Irak2-deficient macrophages reconstituted with human IRAK2 R214G show altered cytokine responses upon stimulation with TLR2 ligands. A, anti-HA immunoblot analysis of whole cell lysates of mock, HA-IRAK2 WT, and HA-R214G reconstituted macrophages (see “Experimental Procedures”). B and C, reconstitution of Irak2-deficient murine macrophages with human IRAK2 is functional as assessed by TNF secretion analyzed by ELISA (triplicates ± S.D. (error bars)) for a 16-h stimulation with 1 μg/ml Pam₂CSK₄ (light gray), 0.05 μg/ml LPS (dark gray), and 1 μg/ml R848 (black) (B) but not with 10 μg/ml poly(I:C) (TLR3 ligand), 50 ng/ml flagellin (TLR5 ligand), and 0.5 μm CpG 1668 (TLR9 ligand) (C) or 50 ng/ml recombinant murine IL-1β (not shown).

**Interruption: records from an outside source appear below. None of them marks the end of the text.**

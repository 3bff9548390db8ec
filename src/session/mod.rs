//! Per-conversation session identity and state.
//!
//! The caller supplies an opaque session key with every request; a
//! well-known suffix marks a key as a *linked* session (a second browser
//! tab sharing one chat). All per-identity state goes through the
//! [`SessionStore`] seam so nothing here is an ambient global.

mod cache;

use std::collections::HashMap;

use async_trait::async_trait;
use tokio::sync::RwLock;

pub use cache::{CredentialCache, FileCredentialCache};

/// Store keys for the client-visible state that survives a page reload.
pub mod keys {
    /// Serialized [`crate::auth::Credential`] for this identity.
    pub const CREDENTIAL: &str = "credential";
    /// Set to [`super::CHAT_ACTIVE_VALUE`] while an escalated chat is live.
    pub const CHAT_ACTIVE: &str = "chat_active";
    /// Last known remote chat session id.
    pub const CHAT_SESSION_ID: &str = "chat_session_id";
    /// Last known chatbot conversation id.
    pub const CONVERSATION_ID: &str = "conversation_id";
    /// Last display name the user gave during escalation.
    pub const USER_DISPLAY_NAME: &str = "user_display_name";
}

/// Value stored under [`keys::CHAT_ACTIVE`] while a chat is live.
pub const CHAT_ACTIVE_VALUE: &str = "active";

/// Opaque session key supplied by the caller.
///
/// The linked-session suffix is resolved once at construction: `raw()` is
/// the key as received, `cache_key()` the suffix-stripped form. Two raw
/// keys differing only by the suffix resolve to the same cache key, which
/// is what lets a linked session find the primary session's persisted
/// credential.
#[derive(Debug, Clone, PartialEq, Eq, Hash)]
pub struct SessionIdentity {
    raw: String,
    cache_key: String,
    linked: bool,
}

impl SessionIdentity {
    pub fn new(raw: impl Into<String>, linked_suffix: &str) -> Self {
        let raw = raw.into();
        let linked = !linked_suffix.is_empty() && raw.contains(linked_suffix);
        let cache_key = if linked {
            raw.replace(linked_suffix, "")
        } else {
            raw.clone()
        };
        Self {
            raw,
            cache_key,
            linked,
        }
    }

    /// The session key exactly as the caller sent it.
    pub fn raw(&self) -> &str {
        &self.raw
    }

    /// The suffix-stripped key used for the shared credential cache.
    pub fn cache_key(&self) -> &str {
        &self.cache_key
    }

    /// Whether this is a linked (secondary) session.
    pub fn is_linked(&self) -> bool {
        self.linked
    }
}

/// Per-identity key/value state.
///
/// Injected into the token layer and the escalation engine; implementations
/// decide where the state actually lives.
#[async_trait]
pub trait SessionStore: Send + Sync {
    async fn get(&self, identity: &SessionIdentity, key: &str) -> Option<String>;
    async fn set(&self, identity: &SessionIdentity, key: &str, value: String);
    async fn delete(&self, identity: &SessionIdentity, key: &str);
    /// Remove every key for this identity.
    async fn clear(&self, identity: &SessionIdentity);
}

/// In-memory session store, one slot per raw session key.
#[derive(Default)]
pub struct MemorySessionStore {
    slots: RwLock<HashMap<String, HashMap<String, String>>>,
}

impl MemorySessionStore {
    pub fn new() -> Self {
        Self::default()
    }
}

#[async_trait]
impl SessionStore for MemorySessionStore {
    async fn get(&self, identity: &SessionIdentity, key: &str) -> Option<String> {
        self.slots
            .read()
            .await
            .get(identity.raw())
            .and_then(|slot| slot.get(key).cloned())
    }

    async fn set(&self, identity: &SessionIdentity, key: &str, value: String) {
        self.slots
            .write()
            .await
            .entry(identity.raw().to_string())
            .or_default()
            .insert(key.to_string(), value);
    }

    async fn delete(&self, identity: &SessionIdentity, key: &str) {
        if let Some(slot) = self.slots.write().await.get_mut(identity.raw()) {
            slot.remove(key);
        }
    }

    async fn clear(&self, identity: &SessionIdentity) {
        self.slots.write().await.remove(identity.raw());
    }
}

One of four (B) or two (C) representative experiments is shown. D, TNF, IL-6, and CCL5 mRNA induction in mock (checkered), WT human HA-IRAK2 (black), and R214G (white) reconstituted macrophages upon stimulation with Pam₂CSK₄ for 6 h, relative to unstimulated (triplicates ± S.D. of one representative experiment of two independent experiments shown).